细胞周期是指细胞从第一次分裂结束产生新细胞到第二次分裂结束所经历的全过程[21]。肿瘤发生时,肿瘤细胞周期失调并无限增殖,阻滞细胞周期是抗肿瘤治疗的有效手段之一[22]。本研究发现,只有低质量浓度31.25 µg·mL-1JXS水提液将ECA-109细胞阻滞在G2/M期,62.5µg·mL-1G2/M期阻滞作用较低,而125和250µg·mL-1与对照细胞的周期状态基本一致(数据未显示)。可见,JXS水提液在低浓度时可一定程度地阻滞ECA-109细胞的周期,当浓度增大时JXS水提液较大程度地抑制或者直接阻遏了细胞的增殖。
Nrf2作为调控抗氧化应激的一种关键转录因子,在诱导机体的抗氧化应答中起着重要作用[23]。
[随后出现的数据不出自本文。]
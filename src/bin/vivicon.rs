use std::path::PathBuf;

use anyhow::Context as _;
use clap::{Parser, Subcommand, ValueEnum};

#[derive(Parser, Debug)]
#[command(name = "vivicon", version)]
struct Cli {
    #[command(subcommand)]
    cmd: Command,
}

#[derive(Subcommand, Debug)]
enum Command {
    /// Generate a single icon.
    Generate(GenerateArgs),
    /// Generate every icon in a batch JSON file.
    Batch(BatchArgs),
}

#[derive(Parser, Debug)]
struct GenerateArgs {
    /// Input SVG path, or inline markup (recognized by a leading '<').
    source: String,

    /// Output path; the extension picks the container.
    #[arg(long, short = 'o')]
    out: PathBuf,

    /// Icon color: a name or hex value, or a "(start,end)" gradient pair.
    #[arg(long)]
    color: Option<String>,

    /// Gradient direction for an icon gradient color.
    #[arg(long, value_enum, default_value_t = DirectionChoice::Horizontal)]
    direction: DirectionChoice,

    /// Canvas size in pixels.
    #[arg(long, default_value_t = 256)]
    size: u32,

    /// Background color, or a "(start,end)" gradient pair.
    #[arg(long)]
    bg_color: Option<String>,

    /// Gradient direction for a background gradient.
    #[arg(long, value_enum, default_value_t = DirectionChoice::Horizontal)]
    bg_direction: DirectionChoice,

    /// Background corner radius in pixels.
    #[arg(long, default_value_t = 0.0)]
    border_radius: f64,

    /// Background outline width in pixels.
    #[arg(long, default_value_t = 0.0)]
    outline_width: f64,

    /// Background outline color.
    #[arg(long)]
    outline_color: Option<String>,

    /// Animation preset: "spin", "pulse", "flip-h", "flip-v", with an
    /// optional duration ("spin:2s").
    #[arg(long)]
    animation: Option<String>,

    /// Frames per second for animated raster output.
    #[arg(long, default_value_t = 20)]
    fps: u32,

    /// GIF repeats; 0 loops forever.
    #[arg(long, default_value_t = 0)]
    loop_count: u16,

    /// JPEG quality (1-100).
    #[arg(long, default_value_t = 95)]
    quality: u8,

    /// Animated sprite size as a fraction of the canvas.
    #[arg(long, default_value_t = 0.85)]
    scale: f64,

    /// Worker threads for frame rendering (default: all cores).
    #[arg(long)]
    threads: Option<usize>,
}

#[derive(Parser, Debug)]
struct BatchArgs {
    /// Batch JSON file.
    batch: PathBuf,

    /// Output directory.
    #[arg(long, short = 'o', default_value = "icons")]
    out_dir: PathBuf,

    /// Container for entries that do not pick one themselves.
    #[arg(long, value_enum)]
    format: Option<FormatChoice>,

    /// Animated sprite size as a fraction of the canvas.
    #[arg(long, default_value_t = 0.85)]
    scale: f64,

    /// Worker threads for frame rendering (default: all cores).
    #[arg(long)]
    threads: Option<usize>,
}

#[derive(Clone, Copy, Debug, ValueEnum)]
enum DirectionChoice {
    Horizontal,
    Vertical,
    Diagonal,
}

impl From<DirectionChoice> for vivicon::GradientDirection {
    fn from(choice: DirectionChoice) -> Self {
        match choice {
            DirectionChoice::Horizontal => Self::Horizontal,
            DirectionChoice::Vertical => Self::Vertical,
            DirectionChoice::Diagonal => Self::Diagonal,
        }
    }
}

#[derive(Clone, Copy, Debug, ValueEnum)]
enum FormatChoice {
    Svg,
    Png,
    Webp,
    Gif,
    Ico,
    Jpeg,
}

impl From<FormatChoice> for vivicon::OutputFormat {
    fn from(choice: FormatChoice) -> Self {
        match choice {
            FormatChoice::Svg => Self::Svg,
            FormatChoice::Png => Self::Png,
            FormatChoice::Webp => Self::Webp,
            FormatChoice::Gif => Self::Gif,
            FormatChoice::Ico => Self::Ico,
            FormatChoice::Jpeg => Self::Jpeg,
        }
    }
}

fn main() -> anyhow::Result<()> {
    let cli = Cli::parse();
    match cli.cmd {
        Command::Generate(args) => cmd_generate(args),
        Command::Batch(args) => cmd_batch(args),
    }
}

fn cmd_generate(args: GenerateArgs) -> anyhow::Result<()> {
    let format = vivicon::OutputFormat::from_extension(&args.out).with_context(|| {
        format!(
            "cannot infer a format from '{}' (expected svg, png, webp, gif, ico, or jpg)",
            args.out.display()
        )
    })?;

    let mut request = vivicon::IconRequest::new(args.source);
    request.size = args.size;
    request.color = args.color;
    request.direction = args.direction.into();
    request.background = vivicon::BackgroundStyle {
        color: args.bg_color,
        direction: args.bg_direction.into(),
        corner_radius: args.border_radius,
        outline_width: args.outline_width,
        outline_color: args.outline_color,
    };
    request.animation = args.animation.map(vivicon::AnimationRequest::Shorthand);
    request.fps = args.fps;
    request.loop_count = args.loop_count;
    request.quality = args.quality;

    let options = vivicon::RenderOptions {
        icon_scale: args.scale,
        threads: args.threads,
    };
    vivicon::generate_icon(
        &request,
        format,
        &args.out,
        &vivicon::ResvgRasterizer,
        &options,
    )?;

    eprintln!("wrote {}", args.out.display());
    Ok(())
}

fn cmd_batch(args: BatchArgs) -> anyhow::Result<()> {
    let mut batch = vivicon::read_batch_spec(&args.batch)?;
    if let Some(format) = args.format {
        batch.format = Some(format.into());
    }

    let options = vivicon::RenderOptions {
        icon_scale: args.scale,
        threads: args.threads,
    };
    let report = vivicon::generate_batch(
        &batch,
        &args.out_dir,
        &vivicon::ResvgRasterizer,
        &options,
    )?;

    for outcome in &report.outcomes {
        match &outcome.error {
            None => eprintln!("wrote {}", outcome.path.display()),
            Some(err) => eprintln!("failed {}: {err}", outcome.name),
        }
    }
    if report.failed() > 0 {
        anyhow::bail!(
            "{} of {} icons failed",
            report.failed(),
            report.outcomes.len()
        );
    }
    Ok(())
}
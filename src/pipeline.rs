//! End-to-end icon generation.
//!
//! One request flows through a fixed sequence of markup edits (canvas
//! normalization, recolor), then forks by output container: vector output
//! embeds the animation and persists markup, still rasters rasterize the
//! wrapped document once, and the animated raster path samples the preset
//! track into frames over a shared backdrop plate.

use std::fs;
use std::path::{Path, PathBuf};

use anyhow::Context as _;

use crate::animation::embed;
use crate::animation::preset::AnimationSpec;
use crate::animation::sampler::FramePlan;
use crate::assets::{source, svg_edit};
use crate::encode::animated::{self, AnimatedAsset};
use crate::encode::still;
use crate::foundation::core::Bitmap;
use crate::foundation::error::{ViviconError, ViviconResult};
use crate::model::{BatchSpec, IconRequest, OutputFormat};
use crate::render::backdrop::render_backdrop;
use crate::render::composite;
use crate::render::frames::{self, VectorRasterizer};

/// Options shared by every export in a run.
#[derive(Clone, Debug)]
pub struct RenderOptions {
    /// Fraction of the canvas the animated sprite occupies; the margin
    /// keeps rotated corners inside the frame.
    pub icon_scale: f64,
    /// Worker threads for frame transforms; `None` sizes the pool to the
    /// machine.
    pub threads: Option<usize>,
}

impl Default for RenderOptions {
    fn default() -> Self {
        Self {
            icon_scale: 0.85,
            threads: None,
        }
    }
}

impl RenderOptions {
    fn validate(&self) -> ViviconResult<()> {
        if !self.icon_scale.is_finite() || self.icon_scale <= 0.0 || self.icon_scale > 1.0 {
            return Err(ViviconError::validation(format!(
                "icon_scale must be within (0, 1], got {}",
                self.icon_scale
            )));
        }
        Ok(())
    }
}

/// Generate one icon and write it to `out_path` in `format`.
#[tracing::instrument(skip(request, rasterizer, options), fields(source = %request.source))]
pub fn generate_icon(
    request: &IconRequest,
    format: OutputFormat,
    out_path: &Path,
    rasterizer: &dyn VectorRasterizer,
    options: &RenderOptions,
) -> ViviconResult<()> {
    request.validate()?;
    options.validate()?;

    let spec = resolve_animation(request);
    let base = prepare_markup(request)?;

    match (format, &spec) {
        (OutputFormat::Svg, spec) => {
            let mut markup = match spec {
                Some(spec) => embed::embed_animation(&base, spec),
                None => base,
            };
            if wants_backdrop(request) {
                markup =
                    svg_edit::wrap_with_background(&markup, request.size, &request.background);
            }
            write_output(out_path, markup.as_bytes())
        }
        (OutputFormat::Gif, Some(spec)) => {
            let asset = render_animated_asset(request, spec, &base, rasterizer, options)?;
            write_output(out_path, &animated::encode_gif_bytes(&asset)?)
        }
        (OutputFormat::Gif, None) => {
            let frame = rasterize_still(request, &base, rasterizer)?;
            let asset = AnimatedAsset {
                frames: vec![frame],
                frame_delay_ms: 100,
                loop_count: request.loop_count,
            };
            write_output(out_path, &animated::encode_gif_bytes(&asset)?)
        }
        (format, spec) => {
            if spec.is_some() {
                tracing::warn!(?format, "container is static, dropping animation");
            }
            let frame = rasterize_still(request, &base, rasterizer)?;
            let bytes = encode_still_bytes(format, &frame, request.quality)?;
            write_output(out_path, &bytes)
        }
    }
}

/// Resolve the request's animation; an unknown preset downgrades to "no
/// animation" instead of failing the request.
fn resolve_animation(request: &IconRequest) -> Option<AnimationSpec> {
    let animation = request.animation.as_ref()?;
    let spec = animation.resolve();
    if spec.is_none() {
        tracing::warn!(?animation, "unknown animation, generating static output");
    }
    spec
}

/// Load and normalize the static icon markup: source resolution, canvas
/// size plus namespace, and any requested recolor. Animation embedding and
/// the backdrop wrap are applied per output path.
fn prepare_markup(request: &IconRequest) -> ViviconResult<String> {
    let mut markup = source::load_markup(&request.source)?;
    markup = svg_edit::normalize_canvas(&markup, request.size);
    if let Some(color) = &request.color {
        markup = svg_edit::recolor(&markup, color, request.direction);
    }
    Ok(markup)
}

/// Any plate styling triggers the wrap; a bare corner radius draws an
/// invisible plate but still reserves the icon inset.
fn wants_backdrop(request: &IconRequest) -> bool {
    let style = &request.background;
    style.fill_color().is_some() || style.corner_radius > 0.0 || style.outline().is_some()
}

fn rasterize_still(
    request: &IconRequest,
    base: &str,
    rasterizer: &dyn VectorRasterizer,
) -> ViviconResult<Bitmap> {
    let markup = if wants_backdrop(request) {
        svg_edit::wrap_with_background(base, request.size, &request.background)
    } else {
        base.to_string()
    };
    rasterizer.rasterize(&markup, request.size, request.size)
}

/// Sample the animation into composited frames: backdrop plate once, one
/// transformed sprite per frame, centered.
fn render_animated_asset(
    request: &IconRequest,
    spec: &AnimationSpec,
    base: &str,
    rasterizer: &dyn VectorRasterizer,
    options: &RenderOptions,
) -> ViviconResult<AnimatedAsset> {
    let plan = FramePlan::for_spec(spec, request.fps)?;
    let backdrop = match request.background.resolve(request.size)? {
        Some(plate) => Some(render_backdrop(&plate)?),
        None => None,
    };

    // Pre-animated sources must not double-animate under the sampled
    // transform.
    let sprite_markup = svg_edit::strip_animation(base);
    let sprite_size = sprite_size(request.size, options.icon_scale);
    let sprites = frames::render_animation_frames(
        rasterizer,
        &sprite_markup,
        spec,
        &plan,
        sprite_size,
        options.threads,
    )?;

    let mut composed = Vec::with_capacity(sprites.len());
    for sprite in &sprites {
        let mut canvas = match &backdrop {
            Some(plate) => plate.clone(),
            None => Bitmap::new(request.size, request.size)?,
        };
        composite::blit_centered(&mut canvas, sprite);
        composed.push(canvas);
    }

    Ok(AnimatedAsset {
        frames: composed,
        frame_delay_ms: plan.frame_delay_ms(),
        loop_count: request.loop_count,
    })
}

fn sprite_size(canvas: u32, icon_scale: f64) -> u32 {
    ((f64::from(canvas) * icon_scale).round() as u32).max(1)
}

fn encode_still_bytes(
    format: OutputFormat,
    frame: &Bitmap,
    quality: u8,
) -> ViviconResult<Vec<u8>> {
    match format {
        OutputFormat::Png => still::encode_png_bytes(frame),
        OutputFormat::Webp => still::encode_webp_bytes(frame),
        OutputFormat::Ico => still::encode_ico_bytes(frame),
        OutputFormat::Jpeg => still::encode_jpeg_bytes(frame, quality),
        OutputFormat::Svg | OutputFormat::Gif => Err(ViviconError::encode(
            "svg and gif are not still containers",
        )),
    }
}

fn write_output(path: &Path, bytes: &[u8]) -> ViviconResult<()> {
    if let Some(parent) = path.parent()
        && !parent.as_os_str().is_empty()
    {
        fs::create_dir_all(parent)
            .with_context(|| format!("create output directory {}", parent.display()))?;
    }
    fs::write(path, bytes).with_context(|| format!("write {}", path.display()))?;
    Ok(())
}

/// Read a batch spec from a JSON document.
pub fn read_batch_spec(path: &Path) -> ViviconResult<BatchSpec> {
    let text =
        fs::read_to_string(path).with_context(|| format!("read batch spec {}", path.display()))?;
    let batch: BatchSpec = serde_json::from_str(&text)
        .with_context(|| format!("parse batch spec {}", path.display()))?;
    Ok(batch)
}

/// Outcome of one batch entry.
#[derive(Clone, Debug)]
pub struct BatchOutcome {
    pub name: String,
    pub path: PathBuf,
    /// `None` when the icon was written.
    pub error: Option<String>,
}

impl BatchOutcome {
    pub fn succeeded(&self) -> bool {
        self.error.is_none()
    }
}

#[derive(Clone, Debug, Default)]
pub struct BatchReport {
    pub outcomes: Vec<BatchOutcome>,
}

impl BatchReport {
    pub fn written(&self) -> usize {
        self.outcomes.iter().filter(|o| o.succeeded()).count()
    }

    pub fn failed(&self) -> usize {
        self.outcomes.len() - self.written()
    }
}

/// Generate every icon in a batch into `out_dir`. One icon's failure is
/// recorded in its outcome and never aborts the rest.
#[tracing::instrument(skip(batch, rasterizer, options), fields(icons = batch.icons.len()))]
pub fn generate_batch(
    batch: &BatchSpec,
    out_dir: &Path,
    rasterizer: &dyn VectorRasterizer,
    options: &RenderOptions,
) -> ViviconResult<BatchReport> {
    batch.validate()?;

    let mut report = BatchReport::default();
    for (index, entry) in batch.icons.iter().enumerate() {
        let request = entry.to_request(batch);
        let format = entry
            .format()
            .or(batch.format)
            .unwrap_or(OutputFormat::Svg);
        let name = entry.output_stem(index);
        let path = out_dir.join(format!("{name}.{}", format.extension()));

        let error = generate_icon(&request, format, &path, rasterizer, options).err();
        match &error {
            Some(e) => tracing::warn!(icon = %name, error = %e, "icon failed"),
            None => tracing::debug!(icon = %name, path = %path.display(), "icon written"),
        }
        report.outcomes.push(BatchOutcome {
            name,
            path,
            error: error.map(|e| e.to_string()),
        });
    }
    Ok(report)
}
//! Output encoders. Bitmaps stay premultiplied until they cross into an
//! encoder here.

pub mod animated;
pub mod still;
正常情况下,氧化应激发生时,Keap1发生构象变化而失活,解离的Nrf2聚集在细胞核中,激活下游的抗氧化酶,发挥抗氧化作用[24-27]。在肿瘤细胞中,Nrf2通过促进细胞代谢的重新编程加速肿瘤细胞增殖,有助于肿瘤的恶性表现,减少Nrf2激活将有助于肿瘤的治疗[28]。研究发现JXS水提液在加药刺激6 h后引起ECA-109细胞ROS/Superoxide水平显著升高,Nrf2的表达水平显著降低,提示JXS水提液通过下调Nrf2,降低ECA-109细胞的抗氧化能力,这可能是其触发氧化应激诱导ECA-109细胞凋亡的原因。
综上,金星散具有抗人食管癌细胞的作用,推测其机制与下调Nrf2诱导氧化应激有关。